Development of nutritional iron deficiency in growing male rats: haematological parameters, iron bioavailability and oxidative defence

Despite Fe deficiency having been widely studied, the sequence of events in its development still remains unclear. The aim of the present study was to elucidate the effects of nutritional Fe-deficiency development on haematological parameters, Fe bioavailability and the enzymes involved in oxidative defence in recently weaned male Wistar albino rats. Control (C) and Fe-deficient (ID) groups were fed the AIN-93 G diet with a normal Fe level (45 mg/kg diet) or with a low Fe level (5 mg/kg diet), respectively, for 20, 30 or 40 d.
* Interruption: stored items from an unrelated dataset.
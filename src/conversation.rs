//! The session's message log and its single-request loading guard.

use crate::error::PolarisError;
use crate::mode::Mode;
use crate::response::{GeneratedResponse, GroundingSource, ResponseClient, Transport};
use chrono::{DateTime, Utc};
use serde::{Deserialize, Serialize};
use tracing::{debug, info};

#[derive(Serialize, Deserialize, Debug, Clone, Copy, PartialEq, Eq)]
#[serde(rename_all = "lowercase")]
pub enum MessageRole {
    User,
    Model,
}

#[derive(Serialize, Deserialize, Debug, Clone, PartialEq)]
#[serde(rename_all = "camelCase")]
pub struct Message {
    pub id: u64,
    pub role: MessageRole,
    pub text: String,
    #[serde(skip_serializing_if = "Option::is_none")]
    pub image: Option<String>,
    #[serde(default, skip_serializing_if = "Vec::is_empty")]
    pub grounding_sources: Vec<GroundingSource>,
    #[serde(default)]
    pub is_error: bool,
    #[serde(default)]
    pub deep_think: bool,
    pub timestamp: DateTime<Utc>,
}

#[derive(Serialize, Deserialize, Debug, Clone, Copy, PartialEq, Eq, Default)]
#[serde(rename_all = "lowercase")]
pub enum LoadingState {
    #[default]
    Idle,
    Thinking,
}

/// A submitted turn waiting for its answer.
#[derive(Debug, Clone, PartialEq, Eq)]
pub struct PendingTurn {
    pub prompt: String,
    pub image: Option<String>,
    pub mode: Mode,
}

#[derive(Debug, Default)]
pub struct Conversation {
    messages: Vec<Message>,
    loading_state: LoadingState,
    mode: Mode,
    next_id: u64,
}

impl Conversation {
    pub fn new() -> Self {
        Self::default()
    }

    pub fn with_mode(mode: Mode) -> Self {
        Self {
            mode,
            ..Self::default()
        }
    }

    pub fn messages(&self) -> &[Message] {
        &self.messages
    }

    pub fn last(&self) -> Option<&Message> {
        self.messages.last()
    }

    pub fn loading_state(&self) -> LoadingState {
        self.loading_state
    }

    pub fn mode(&self) -> Mode {
        self.mode
    }

    pub fn set_mode(&mut self, mode: Mode) {
        if self.mode != mode {
            info!("[Conversation] Mode {} -> {}.", self.mode, mode);
            self.mode = mode;
        }
    }

    /// Appends the user's message and enters `Thinking`.
    ///
    /// Returns `None` without touching the log when there is nothing to send
    /// or a request is already in flight.
    pub fn begin_submit(&mut self, text: &str, image: Option<String>) -> Option<PendingTurn> {
        if text.trim().is_empty() && image.is_none() {
            debug!("[Conversation] Ignoring empty submit.");
            return None;
        }
        if self.loading_state != LoadingState::Idle {
            debug!("[Conversation] Ignoring submit while {:?}.", self.loading_state);
            return None;
        }

        let mode = self.mode;
        let user = Message {
            id: self.allocate_id(),
            role: MessageRole::User,
            text: text.to_string(),
            image: image.clone(),
            grounding_sources: Vec::new(),
            is_error: false,
            deep_think: mode.marks_user_deep_think(),
            timestamp: Utc::now(),
        };
        self.messages.push(user);
        self.loading_state = LoadingState::Thinking;

        Some(PendingTurn {
            prompt: text.to_string(),
            image,
            mode,
        })
    }

    /// Appends exactly one model message for `turn` and returns to `Idle`.
    pub fn complete_submit(
        &mut self,
        turn: PendingTurn,
        result: Result<GeneratedResponse, PolarisError>,
    ) -> &Message {
        let model = match result {
            Ok(answer) => Message {
                id: self.allocate_id(),
                role: MessageRole::Model,
                text: answer.text,
                image: None,
                grounding_sources: answer.grounding_sources,
                is_error: false,
                deep_think: turn.mode.marks_model_deep_think(),
                timestamp: Utc::now(),
            },
            Err(e) => Message {
                id: self.allocate_id(),
                role: MessageRole::Model,
                text: e.user_message(),
                image: None,
                grounding_sources: Vec::new(),
                is_error: true,
                deep_think: false,
                timestamp: Utc::now(),
            },
        };
        self.messages.push(model);
        self.loading_state = LoadingState::Idle;
        &self.messages[self.messages.len() - 1]
    }

    /// Sends one turn through `client` and records the answer or the error.
    /// Returns the model message, or `None` if the submit was a no-op.
    pub async fn submit<T: Transport>(
        &mut self,
        client: &ResponseClient<T>,
        text: &str,
        image: Option<String>,
    ) -> Option<&Message> {
        let turn = self.begin_submit(text, image)?;
        let result = client
            .generate_response(&turn.prompt, turn.image.as_deref(), turn.mode)
            .await;
        Some(self.complete_submit(turn, result))
    }

    fn allocate_id(&mut self) -> u64 {
        self.next_id += 1;
        self.next_id
    }
}

#[cfg(test)]
mod tests {
    use super::*;
    use crate::config::PolarisConfig;
    use crate::credential::CredentialCell;
    use crate::types::{GenerateContentRequest, GenerateContentResponse};
    use serde_json::json;
    use std::collections::HashSet;

    struct FixedReply(serde_json::Value);

    impl Transport for FixedReply {
        async fn generate_content(
            &self,
            _api_key: &str,
            _model: &str,
            _request: &GenerateContentRequest,
        ) -> crate::error::Result<GenerateContentResponse> {
            Ok(serde_json::from_value(self.0.clone())?)
        }
    }

    struct Failing(&'static str);

    impl Transport for Failing {
        async fn generate_content(
            &self,
            _api_key: &str,
            _model: &str,
            _request: &GenerateContentRequest,
        ) -> crate::error::Result<GenerateContentResponse> {
            Err(PolarisError::Api(self.0.to_string()))
        }
    }

    fn answer(text: &str) -> GeneratedResponse {
        GeneratedResponse {
            text: text.to_string(),
            grounding_sources: Vec::new(),
            usage: None,
        }
    }

    #[test]
    fn test_empty_submit_is_noop() {
        let mut conversation = Conversation::new();
        assert!(conversation.begin_submit("   \n", None).is_none());
        assert!(conversation.messages().is_empty());
        assert_eq!(conversation.loading_state(), LoadingState::Idle);
    }

    #[test]
    fn test_image_only_submit_is_accepted() {
        let mut conversation = Conversation::new();
        let turn = conversation
            .begin_submit("", Some("data:image/png;base64,AAAA".into()))
            .unwrap();
        assert_eq!(turn.image.as_deref(), Some("data:image/png;base64,AAAA"));
        assert_eq!(conversation.messages().len(), 1);
    }

    #[test]
    fn test_submit_while_thinking_is_noop() {
        let mut conversation = Conversation::new();
        let turn = conversation.begin_submit("first", None).unwrap();
        assert_eq!(conversation.loading_state(), LoadingState::Thinking);

        assert!(conversation.begin_submit("second", None).is_none());
        assert_eq!(conversation.messages().len(), 1);
        assert_eq!(conversation.loading_state(), LoadingState::Thinking);

        conversation.complete_submit(turn, Ok(answer("done")));
        assert_eq!(conversation.loading_state(), LoadingState::Idle);
        assert!(conversation.begin_submit("second", None).is_some());
    }

    #[test]
    fn test_ids_are_unique_and_log_is_ordered() {
        let mut conversation = Conversation::new();
        for i in 0..5 {
            let turn = conversation.begin_submit(&format!("q{i}"), None).unwrap();
            conversation.complete_submit(turn, Ok(answer("a")));
        }
        let ids: HashSet<u64> = conversation.messages().iter().map(|m| m.id).collect();
        assert_eq!(ids.len(), 10);
        let roles: Vec<MessageRole> = conversation.messages().iter().map(|m| m.role).collect();
        assert!(roles.chunks(2).all(|pair| pair == [MessageRole::User, MessageRole::Model]));
    }

    #[test]
    fn test_deep_think_flags_follow_mode() {
        let mut conversation = Conversation::with_mode(Mode::Turbo);
        let turn = conversation.begin_submit("fast but careful", None).unwrap();
        let model = conversation.complete_submit(turn, Ok(answer("ok")));
        assert!(!model.deep_think);
        assert!(conversation.messages()[0].deep_think);

        conversation.set_mode(Mode::Deep);
        let turn = conversation.begin_submit("think hard", None).unwrap();
        assert!(conversation.complete_submit(turn, Ok(answer("ok"))).deep_think);
    }

    #[tokio::test]
    async fn test_submit_records_answer_with_sources() {
        let client = ResponseClient::with_transport(
            PolarisConfig::default(),
            CredentialCell::with_key("k"),
            FixedReply(json!({
                "candidates": [{
                    "content": { "parts": [{ "text": "Nine are left." }] },
                    "groundingMetadata": { "groundingChunks": [
                        { "web": { "uri": "https://example.com", "title": "Ex" } }
                    ]}
                }]
            })),
        );
        let mut conversation = Conversation::new();
        let reply = conversation
            .submit(&client, "17 sheep, all but 9 die?", None)
            .await
            .unwrap();
        assert_eq!(reply.role, MessageRole::Model);
        assert_eq!(reply.text, "Nine are left.");
        assert_eq!(reply.grounding_sources.len(), 1);
        assert!(!reply.is_error);
        assert_eq!(conversation.loading_state(), LoadingState::Idle);
    }

    #[tokio::test]
    async fn test_failure_becomes_error_message() {
        let client = ResponseClient::with_transport(
            PolarisConfig::default(),
            CredentialCell::with_key("k"),
            Failing("429 Too Many Requests: RESOURCE_EXHAUSTED"),
        );
        let mut conversation = Conversation::new();
        let reply = conversation.submit(&client, "hello", None).await.unwrap();
        assert!(reply.is_error);
        assert!(!reply.text.contains("RESOURCE_EXHAUSTED"));
        assert!(reply.text.contains("rate limit"));
        assert_eq!(conversation.messages().len(), 2);
        assert_eq!(conversation.loading_state(), LoadingState::Idle);
    }

    #[tokio::test]
    async fn test_missing_key_becomes_error_message() {
        let client = ResponseClient::with_transport(
            PolarisConfig::default(),
            CredentialCell::new(),
            Failing("unreachable"),
        );
        let mut conversation = Conversation::new();
        let reply = conversation.submit(&client, "hello", None).await.unwrap();
        assert!(reply.is_error);
        assert!(reply.text.contains("API key is not configured"));
    }

    #[tokio::test]
    async fn test_noop_submit_does_not_call_client() {
        let client = ResponseClient::with_transport(
            PolarisConfig::default(),
            CredentialCell::with_key("k"),
            Failing("should not be called"),
        );
        let mut conversation = Conversation::new();
        assert!(conversation.submit(&client, "  ", None).await.is_none());
        assert!(conversation.messages().is_empty());
    }
}
//! Playback scheduling on top of an output device.
//!
//! The device itself sits behind [`AudioSink`]. [`PlaybackScheduler`] places
//! streamed chunks back to back on a single time cursor. [`SpeechPlayer`]
//! plays one utterance at a time, cutting off whatever was playing.

use super::{AudioBuffer, CHANNELS_MONO, PLAYBACK_SAMPLE_RATE_HZ, codec};
use crate::error::Result;
use std::collections::BTreeSet;
use tracing::{debug, info, trace};

#[derive(Debug, Clone, Copy, PartialEq, Eq, PartialOrd, Ord, Hash)]
pub struct SourceId(pub u64);

/// An output device clocked in seconds.
pub trait AudioSink {
    /// Device clock, in seconds since the sink was created.
    fn current_time(&self) -> f64;

    /// Queues `buffer` to start at device time `at`. A time in the past
    /// starts immediately.
    fn start(&mut self, buffer: AudioBuffer, at: f64) -> SourceId;

    /// Stops a source. Unknown or finished ids are ignored.
    fn stop(&mut self, id: SourceId);
}

pub struct PlaybackScheduler<K: AudioSink> {
    sink: K,
    next_start_time: f64,
    active: BTreeSet<SourceId>,
}

impl<K: AudioSink> PlaybackScheduler<K> {
    pub fn new(sink: K) -> Self {
        Self {
            sink,
            next_start_time: 0.0,
            active: BTreeSet::new(),
        }
    }

    /// Queues `buffer` right after the previously scheduled one, or now if
    /// the cursor has fallen behind the device clock. Empty buffers are
    /// dropped.
    pub fn schedule(&mut self, buffer: AudioBuffer) -> Option<SourceId> {
        if buffer.is_empty() {
            trace!("[Playback] Skipping empty buffer.");
            return None;
        }
        let now = self.sink.current_time();
        let start_at = self.next_start_time.max(now);
        let duration = buffer.duration_secs();
        let id = self.sink.start(buffer, start_at);
        self.next_start_time = start_at + duration;
        self.active.insert(id);
        trace!(
            "[Playback] Scheduled {:?} at {:.3}s for {:.3}s. Cursor now {:.3}s.",
            id, start_at, duration, self.next_start_time
        );
        Some(id)
    }

    /// Forgets a source the sink reports as finished.
    pub fn source_ended(&mut self, id: SourceId) {
        self.active.remove(&id);
    }

    /// Stops everything queued or playing and rewinds the cursor.
    pub fn interrupt(&mut self) {
        info!(
            "[Playback] Interrupted. Stopping {} source(s).",
            self.active.len()
        );
        for id in std::mem::take(&mut self.active) {
            self.sink.stop(id);
        }
        self.next_start_time = 0.0;
    }

    pub fn next_start_time(&self) -> f64 {
        self.next_start_time
    }

    pub fn active_sources(&self) -> impl Iterator<Item = SourceId> + '_ {
        self.active.iter().copied()
    }

    pub fn is_playing(&self) -> bool {
        !self.active.is_empty()
    }

    pub fn sink(&self) -> &K {
        &self.sink
    }

    pub fn sink_mut(&mut self) -> &mut K {
        &mut self.sink
    }
}

pub struct SpeechPlayer<K: AudioSink> {
    sink: K,
    current: Option<SourceId>,
}

impl<K: AudioSink> SpeechPlayer<K> {
    pub fn new(sink: K) -> Self {
        Self {
            sink,
            current: None,
        }
    }

    /// Starts `buffer` now, stopping the utterance already playing.
    pub fn play(&mut self, buffer: AudioBuffer) -> SourceId {
        self.stop();
        let now = self.sink.current_time();
        let id = self.sink.start(buffer, now);
        debug!("[Speech] Playing {:?}.", id);
        self.current = Some(id);
        id
    }

    /// Decodes a synthesized speech payload (24kHz mono PCM16) and plays it.
    pub fn play_base64(&mut self, b64: &str) -> Result<SourceId> {
        let buffer = codec::decode_base64_pcm(b64, PLAYBACK_SAMPLE_RATE_HZ, CHANNELS_MONO)?;
        Ok(self.play(buffer))
    }

    pub fn stop(&mut self) {
        if let Some(id) = self.current.take() {
            debug!("[Speech] Stopping {:?}.", id);
            self.sink.stop(id);
        }
    }

    /// Clears the current utterance once the sink reports it finished.
    pub fn source_ended(&mut self, id: SourceId) {
        if self.current == Some(id) {
            self.current = None;
        }
    }

    pub fn current(&self) -> Option<SourceId> {
        self.current
    }

    pub fn sink(&self) -> &K {
        &self.sink
    }
}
At day 20 serum Fe, serum ferritin and the saturation of transferrin decreased drastically, decreasing further in the course of Fe-deficiency development for the saturation of transferrin. The development of Fe deficiency did not affect plasma thiobarbituric acid-reactive substance production, or catalase (CAT) and glutathione peroxidase (GPx) activities in erythrocyte cytosol. Fe deficiency diminished hepatic Fe content and CAT and GPx activities in hepatic cytosol only at day the 20. However, in spite of the minor Fe deposits in the brain of ID rats, the CAT and GPx activities in the brain cytosolic fraction did not differ in any of the studied periods v. control rats. These results show that brain is a tissue that does not seem to depend on Fe levels for the maintenance of antioxidant defence mechanisms in the course of nutritional Fe deficiency.